A diferença no caso sino-brasileiro foi a percepção por ambos os governos de que a importância da relação ia além das trocas comerciais. No século XXI a parceria estratégica se implementou também como diálogo multilateral, na criação de grupos como o BRICS, os dois G20 (financeiro e na Organização Mundial do Comércio) e no BASIC, de negociações globais do clima.

Nesses fóruns diplomáticos, Brasil e China apresentaram posições críticas aos países ricos e defenderam reformas no sistema internacional voltadas para os interesses das nações em desenvolvimento. O mecanismo de diálogo bilateral foi aperfeiçoado com a criação de uma comissão de alto nível (Cosban) e, na década de 2010, o estabelecimento de um Diálogo Estratégico Global. Foram desdobramentos caros às visões de política externa do Partido dos Trabalhadores, no governo brasileiro de 2003 a 2016, particularmente nas gestões do presidente Luiz Inácio Lula da Silva e de seu chanceler Celso Amorim.
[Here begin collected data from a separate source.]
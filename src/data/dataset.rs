use burn::data::dataset::Dataset;
use serde::{Deserialize, Serialize};
use std::sync::Arc;

use crate::data::vocab::WordDict;
use crate::domain::review::Review;

/// One encoded review: word ids plus class label.
#[derive(Debug, Clone, PartialEq, Serialize, Deserialize)]
pub struct SentimentSample {
    pub word_ids: Vec<i64>,
    pub label:    usize,
}

impl SentimentSample {
    pub fn new(word_ids: Vec<i64>, label: usize) -> Self {
        Self { word_ids, label }
    }
}

/// Cheap-to-clone dataset shared between the trainer and the
/// per-epoch evaluation.
#[derive(Debug, Clone)]
pub struct SentimentDataset {
    samples: Arc<Vec<SentimentSample>>,
}

impl SentimentDataset {
    pub fn new(samples: Vec<SentimentSample>) -> Self {
        Self { samples: Arc::new(samples) }
    }

    /// Encode reviews against `dict`. Reviews with no tokens are
    /// dropped because an empty sequence cannot be pooled.
    pub fn from_reviews(reviews: &[Review], dict: &WordDict) -> Self {
        let samples: Vec<SentimentSample> = reviews
            .iter()
            .filter(|r| !r.tokens.is_empty())
            .map(|r| SentimentSample::new(dict.encode(&r.tokens), r.label.class_index()))
            .collect();

        let dropped = reviews.len() - samples.len();
        if dropped > 0 {
            tracing::warn!("Dropped {} empty reviews", dropped);
        }
        Self::new(samples)
    }

    pub fn sample_count(&self) -> usize {
        self.samples.len()
    }
}

impl Dataset<SentimentSample> for SentimentDataset {
    fn get(&self, index: usize) -> Option<SentimentSample> {
        self.samples.get(index).cloned()
    }

    fn len(&self) -> usize {
        self.samples.len()
    }
}
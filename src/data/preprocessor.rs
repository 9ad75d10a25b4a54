// ============================================================
// Layer 4 — Review Preprocessor
// ============================================================
// Turns the raw bytes of one review file into word tokens.
//
// Steps (applied in order):
//   1. Strip trailing \n and \r
//   2. Drop every ASCII punctuation character
//   3. Lower-case ASCII letters (other characters pass through)
//   4. Split on ASCII whitespace
//
// "don't" therefore becomes "dont" and "<br />" becomes "br".
// The same function is used when building the word dictionary,
// when reading training data and when classifying free text,
// so all three agree on what a word is.

pub struct Preprocessor;

impl Preprocessor {
    pub fn new() -> Self {
        Self
    }

    /// Tokenise one review.
    pub fn tokenize(&self, text: &str) -> Vec<String> {
        let trimmed = text.trim_end_matches(['\n', '\r']);

        let cleaned: String = trimmed
            .chars()
            .filter(|c| !c.is_ascii_punctuation())
            .map(|c| c.to_ascii_lowercase())
            .collect();

        cleaned
            .split_ascii_whitespace()
            .map(str::to_string)
            .collect()
    }
}

impl Default for Preprocessor {
    fn default() -> Self {
        Self::new()
    }
}

#[cfg(test)]
mod tests {
    use super::*;

    #[test]
    fn test_strips_punctuation_and_lowercases() {
        let p = Preprocessor::new();
        assert_eq!(
            p.tokenize("Great Movie!! I didn't expect it."),
            vec!["great", "movie", "i", "didnt", "expect", "it"]
        );
    }

    #[test]
    fn test_html_breaks_collapse_to_words() {
        let p = Preprocessor::new();
        assert_eq!(p.tokenize("bad.<br /><br />awful"), vec!["badbr", "br", "awful"]);
    }

    #[test]
    fn test_non_ascii_is_kept_verbatim() {
        let p = Preprocessor::new();
        // only ASCII letters are lower-cased
        assert_eq!(p.tokenize("Écran TOTAL\r\n"), vec!["Écran", "total"]);
    }

    #[test]
    fn test_whitespace_only() {
        let p = Preprocessor::new();
        assert!(p.tokenize(" \t\n").is_empty());
    }
}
No início do século XXI a China se tornou uma investidora importante no Brasil, que concentra cerca de metade de seus investimentos na América Latina. Em 2021 o estoque de capital chinês no país era de cerca de US$65 bilhões, sobretudo em energia elétrica – geração, transmissão e distribuição – por meio de estatais como State Grid e China Three Gorges. Os chineses também destinaram recursos significativos a grandes projetos de infraestrutura, como a construção de ferrovias, pontes e a modernização de portos.

As Tensões na Parceria Estratégica

A maior presença econômica da China no Brasil despertou também reações que questionam a relação com Pequim. Tais críticas se dividem em três grandes correntes. Uma defende o protecionismo econômico, e está baseada sobretudo em industriais que sofrem efeitos negativos da concorrência chinesa, como brinquedos, calçados e têxteis. Uma segunda tendência crítica diz respeito a preocupações com segurança nacional, como militares preocupados com o controle chinês sobre infraestrutura importante no Brasil. Uma terceira linha usa argumentos ligados à cultura e à identidade nacional brasileira, pregando como prioridade a proximidade com o Ocidente.

Essas correntes ganharam força com a eleição de Jair Bolsonaro à presidência do Brasil em 2018. Ele foi o primeiro chefe de Estado brasileiro desde o general Geisel a chegar ao cargo com visão hostil a Pequim. Embora a parceria estratégica tenha continuado e até se aprofundado no que toca ao comércio, a relação se tornou mais tensa. Declarações do presidente e de seus aliados culpando o governo chinês pela pandemia do coronavírus ou criticando a ideologia do Partido Comunista criaram problemas e despertaram forte rejeição de diplomatas chineses servindo no Brasil, que usaram as redes sociais para manifestar sua oposição a esse tipo de posicionamento.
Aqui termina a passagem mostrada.